I was just diagnosed @ 6 weeks ago. For YEARS I have wondered what is wrong with me...I never had the energy to do half of what everyone else does. There are days that getting up and making my kids a sandwich seems a Herculean effort. I am 36 y.o and have congenital joint issues and degenerative arthritis alos, so I have been mis-diagnosed for years...everyone always chalked it up to the other stuff and no one would listen to me when I said THERE IS SOMETHING WRONG!!! Its more than this or taht. I finally went to a Rheumy, against others recomendation, hoping for an answer, and scared to death I would get one.
I agree, I'll deal with the pain, but please let me find a med regimen that will give me some normalcy in terms of energy. I just started MTX and will start Enbrel in 3-6 months. I hope it helps.

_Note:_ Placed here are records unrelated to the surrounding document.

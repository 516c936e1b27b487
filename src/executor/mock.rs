//! Scripted execution engine for tests.
//!
//! # Example
//!
//! ```
//! use llm_agent::executor::{CodeExecutor, ExecutionResult, MockExecutor, SyntaxCheck};
//!
//! let exec = MockExecutor::new()
//!     .with_syntax(|code| {
//!         if code.contains("print(") {
//!             SyntaxCheck::valid()
//!         } else {
//!             SyntaxCheck::invalid("SyntaxError: invalid syntax")
//!         }
//!     })
//!     .with_output(|_| ExecutionResult::succeeded("[4]"));
//!
//! let rt = tokio::runtime::Runtime::new().unwrap();
//! assert!(!rt.block_on(exec.check_syntax("oops")).unwrap().valid);
//! assert_eq!(rt.block_on(exec.run("print(4)")).unwrap().output, "[4]");
//! assert_eq!(exec.run_count(), 1);
//! ```

use std::sync::atomic::{AtomicUsize, Ordering};
use std::sync::Mutex;

use async_trait::async_trait;

use super::{clean_program, CodeExecutor, ExecutionResult, SyntaxCheck};
use crate::error::Result;
use crate::AgentError;

type SyntaxFn = Box<dyn Fn(&str) -> SyntaxCheck + Send + Sync>;
type RunFn = Box<dyn Fn(&str) -> Result<ExecutionResult> + Send + Sync>;

/// An executor whose verdicts come from closures over the program text.
///
/// Defaults: every program is valid and prints `[]`. Every program that
/// reaches `run` is recorded.
pub struct MockExecutor {
    syntax: SyntaxFn,
    run: RunFn,
    syntax_calls: AtomicUsize,
    run_calls: AtomicUsize,
    programs: Mutex<Vec<String>>,
}

impl std::fmt::Debug for MockExecutor {
    fn fmt(&self, f: &mut std::fmt::Formatter<'_>) -> std::fmt::Result {
        f.debug_struct("MockExecutor")
            .field("syntax_calls", &self.syntax_count())
            .field("run_calls", &self.run_count())
            .finish_non_exhaustive()
    }
}

impl Default for MockExecutor {
    fn default() -> Self {
        Self::new()
    }
}

impl MockExecutor {
    pub fn new() -> Self {
        Self {
            syntax: Box::new(|_| SyntaxCheck::valid()),
            run: Box::new(|_| Ok(ExecutionResult::succeeded("[]"))),
            syntax_calls: AtomicUsize::new(0),
            run_calls: AtomicUsize::new(0),
            programs: Mutex::new(Vec::new()),
        }
    }

    /// Every run succeeds with `output`.
    pub fn succeeding(output: impl Into<String>) -> Self {
        let output = output.into();
        Self::new().with_output(move |_| ExecutionResult::succeeded(output.clone()))
    }

    /// Every run fails with `error`.
    pub fn failing(error: impl Into<String>) -> Self {
        let error = error.into();
        Self::new().with_output(move |_| ExecutionResult::failed(error.clone()))
    }

    pub fn with_syntax(mut self, f: impl Fn(&str) -> SyntaxCheck + Send + Sync + 'static) -> Self {
        self.syntax = Box::new(f);
        self
    }

    pub fn with_output(mut self, f: impl Fn(&str) -> ExecutionResult + Send + Sync + 'static) -> Self {
        self.run = Box::new(move |code| Ok(f(code)));
        self
    }

    /// Runs whose outcome may be an engine error.
    pub fn with_run(
        mut self,
        f: impl Fn(&str) -> Result<ExecutionResult> + Send + Sync + 'static,
    ) -> Self {
        self.run = Box::new(f);
        self
    }

    /// Runs that fail at the engine level with `message`.
    pub fn broken(message: impl Into<String>) -> Self {
        let message = message.into();
        Self::new().with_run(move |_| Err(AgentError::Execution(message.clone())))
    }

    pub fn syntax_count(&self) -> usize {
        self.syntax_calls.load(Ordering::Relaxed)
    }

    pub fn run_count(&self) -> usize {
        self.run_calls.load(Ordering::Relaxed)
    }

    /// Programs passed to `run`, in order.
    pub fn programs(&self) -> Vec<String> {
        self.programs
            .lock()
            .map(|p| p.clone())
            .unwrap_or_default()
    }
}

#[async_trait]
impl CodeExecutor for MockExecutor {
    fn prepare(&self, code: &str) -> String {
        clean_program(code, "python")
    }

    async fn check_syntax(&self, code: &str) -> Result<SyntaxCheck> {
        self.syntax_calls.fetch_add(1, Ordering::Relaxed);
        Ok((self.syntax)(code))
    }

    async fn run(&self, code: &str) -> Result<ExecutionResult> {
        self.run_calls.fetch_add(1, Ordering::Relaxed);
        if let Ok(mut programs) = self.programs.lock() {
            programs.push(code.to_string());
        }
        (self.run)(code)
    }
}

The biggest trouble with our particular disease is that the existing meds that we take also have chronic fatigue as a possible side affect. Double whammy! My husband Rick, can't understand when I can't even bring myself to stand long enough for a shower! I hear you about making sandwiches...Rick thinks I'm just trying to get out of making him his lunch every night. It's like a headache. Try explaining what it's like to someone who's never had one!
Good luck on your meds. I am now on Methotrexate & Enbrel after being on Methotrexate & Plaquenil for 8 years. I also am on Naproxen & Oxycontin for pain. I hate being on so many drugs, but every time we try to withdraw one the whole balance gets thrown off. The theraputic balance is a really fine line.